Os Estados Unidos e o Japão realizaram uma rara intervenção conjunta no mercado de câmbio para apoiar o iene após a moeda cair próximo ao menor nível em 40 anos frente ao dólar.
EUA e Japão confirmam intervenção no iene
O presidente Donald Trump confirmou que o Tesouro dos EUA ajudou o Japão a estabilizar o iene na semana passada. A medida marcou a primeira ação coordenada entre EUA e Japão para fortalecer a moeda desde 1998.
O ministro das Finanças do Japão, Satsuki Katayama, disse que a ação visou “volatilidade excessiva e movimentos desordenados” no iene. A moeda havia se enfraquecido além de 163 por dólar antes de recuperar-se em direção a 155 após a intervenção.
Trump disse que a medida foi tomada “para apoiar a moeda japonesa” porque os Estados Unidos têm uma forte relação com o Japão. Ele também chamou a intervenção de “sinal de amizade” com Tóquio.
O secretário do Tesouro Scott Bessent disse que a ação coordenada de câmbio estrangeira de sexta-feira “contrariou movimentos desordenados do iene”. Ele acrescentou: “Não hesitaremos em participar de mais intervenções conjuntas.”

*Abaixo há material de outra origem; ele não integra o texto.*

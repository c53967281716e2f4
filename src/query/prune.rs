//! Projection elision for wrapped subqueries.
//!
//! When a select is wrapped as a subquery reference, output columns the
//! outer query never touches can sometimes be eliminated from the inner
//! SELECT list. Dropping is only sound when it cannot change the inner
//! query's multiset of rows: always for a plain select, per operand for
//! UNION / UNION ALL, never for INTERSECT / EXCEPT (columns contribute to
//! row equality there), and never under DISTINCT.

use std::collections::HashSet;

use crate::expr::ExprKind;

use super::{FromKind, SelectIr, SimpleSelect, SourceId};

/// Prunes the projections of every subquery source of `select`, keeping
/// only columns the enclosing select references.
pub fn prune_subqueries(select: &mut SimpleSelect) {
    let subquery_ids: Vec<SourceId> = select
        .from
        .iter()
        .chain(select.joins.iter().map(|j| &j.source))
        .filter(|f| f.kind.is_subquery())
        .map(|f| f.id)
        .collect();

    for id in subquery_ids {
        let mut used = HashSet::new();
        collect_used(select, id, &mut used);

        let inner = select
            .from
            .iter_mut()
            .chain(select.joins.iter_mut().map(|j| &mut j.source))
            .find(|f| f.id == id)
            .unwrap();
        if let FromKind::Subquery(ir) = &mut inner.kind {
            prune_select(ir, &used);
        }
    }
}

/// Collects every column name of `source` referenced anywhere in `select`.
fn collect_used(select: &SimpleSelect, source: SourceId, used: &mut HashSet<String>) {
    let mut visit = |kind: &ExprKind| {
        if let ExprKind::Column { source: s, name } = kind {
            if *s == source {
                used.insert(name.clone());
            }
        }
    };
    for col in &select.projection {
        visit_expr(&col.expr, &mut visit);
    }
    for pred in &select.where_ {
        visit_expr(pred, &mut visit);
    }
    for join in &select.joins {
        visit_expr(&join.on, &mut visit);
    }
    if let Some(group) = &select.group_by {
        for key in &group.keys {
            visit_expr(key, &mut visit);
        }
        for pred in &group.having {
            visit_expr(pred, &mut visit);
        }
    }
}

fn prune_select(ir: &mut SelectIr, used: &HashSet<String>) {
    match ir {
        SelectIr::Simple(simple) => prune_simple(simple, used),
        SelectIr::Compound(compound) => {
            if !compound
                .ops
                .iter()
                .all(|(op, _)| op.allows_projection_elision())
            {
                return;
            }
            // columns the compound's own ORDER BY resolves through must stay
            let mut keep = used.clone();
            for key in &compound.order_by {
                for col in &compound.lhs.projection {
                    if col.expr == key.expr {
                        keep.insert(col.alias());
                    }
                }
            }
            prune_simple(&mut compound.lhs, &keep);
            for (_, operand) in &mut compound.ops {
                prune_simple(operand, &keep);
            }
        }
    }
}

fn prune_simple(simple: &mut SimpleSelect, used: &HashSet<String>) {
    if simple.distinct {
        return;
    }
    if simple.projection.iter().all(|c| used.contains(&c.alias())) {
        return;
    }
    let mut kept: Vec<_> = simple
        .projection
        .iter()
        .filter(|c| used.contains(&c.alias()))
        .cloned()
        .collect();
    // a SELECT list cannot be empty; aggregate-only outers keep one column
    if kept.is_empty() {
        kept.push(simple.projection[0].clone());
    }
    simple.projection = kept;
}

/// Visits `kind` and every expression node reachable from it, including
/// through nested subqueries.
pub fn visit_expr(kind: &ExprKind, f: &mut impl FnMut(&ExprKind)) {
    f(kind);
    match kind {
        ExprKind::Column { .. } | ExprKind::Param(_) | ExprKind::ExcludedColumn(_) => {}
        ExprKind::Binary { left, right, .. } => {
            visit_expr(left, f);
            visit_expr(right, f);
        }
        ExprKind::Unary { expr, .. } => visit_expr(expr, f),
        ExprKind::Func { args, .. } | ExprKind::Concat(args) | ExprKind::Aggregate { args, .. } => {
            for arg in args {
                visit_expr(arg, f);
            }
        }
        ExprKind::IndexOf { haystack, needle } => {
            visit_expr(haystack, f);
            visit_expr(needle, f);
        }
        ExprKind::Cast { expr, .. } => visit_expr(expr, f),
        ExprKind::Like { expr, pattern } => {
            visit_expr(expr, f);
            visit_expr(pattern, f);
        }
        ExprKind::Between { expr, low, high } => {
            visit_expr(expr, f);
            visit_expr(low, f);
            visit_expr(high, f);
        }
        ExprKind::IsNull { expr, .. } => visit_expr(expr, f),
        ExprKind::NullSafeEq { left, right, .. } => {
            visit_expr(left, f);
            visit_expr(right, f);
        }
        ExprKind::Case {
            branches,
            otherwise,
        } => {
            for (cond, value) in branches {
                visit_expr(cond, f);
                visit_expr(value, f);
            }
            if let Some(e) = otherwise {
                visit_expr(e, f);
            }
        }
        ExprKind::Exists { query, .. } => visit_select(query, f),
        ExprKind::InSubquery { expr, query } => {
            visit_expr(expr, f);
            visit_select(query, f);
        }
        ExprKind::ScalarSubquery(query) => visit_select(query, f),
    }
}

fn visit_select(ir: &SelectIr, f: &mut impl FnMut(&ExprKind)) {
    fn visit_simple(simple: &SimpleSelect, f: &mut impl FnMut(&ExprKind)) {
        for col in &simple.projection {
            visit_expr(&col.expr, f);
        }
        for source in simple
            .from
            .iter()
            .chain(simple.joins.iter().map(|j| &j.source))
        {
            if let FromKind::Subquery(inner) = &source.kind {
                visit_select(inner, f);
            }
        }
        for pred in &simple.where_ {
            visit_expr(pred, f);
        }
        for join in &simple.joins {
            visit_expr(&join.on, f);
        }
        if let Some(group) = &simple.group_by {
            for key in &group.keys {
                visit_expr(key, f);
            }
            for pred in &group.having {
                visit_expr(pred, f);
            }
        }
    }
    match ir {
        SelectIr::Simple(simple) => visit_simple(simple, f),
        SelectIr::Compound(compound) => {
            visit_simple(&compound.lhs, f);
            for (_, operand) in &compound.ops {
                visit_simple(operand, f);
            }
            for key in &compound.order_by {
                visit_expr(&key.expr, f);
            }
        }
    }
}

Fraqueza do iene aumenta a pressão sobre o Japão
O iene se enfraqueceu fortemente este ano, à medida que os investidores avaliavam os gastos fiscais do Japão, os custos de importação de energia e as amplas diferenças de taxas de juros com os Estados Unidos. Um dólar mais forte também pressionou várias moedas asiáticas.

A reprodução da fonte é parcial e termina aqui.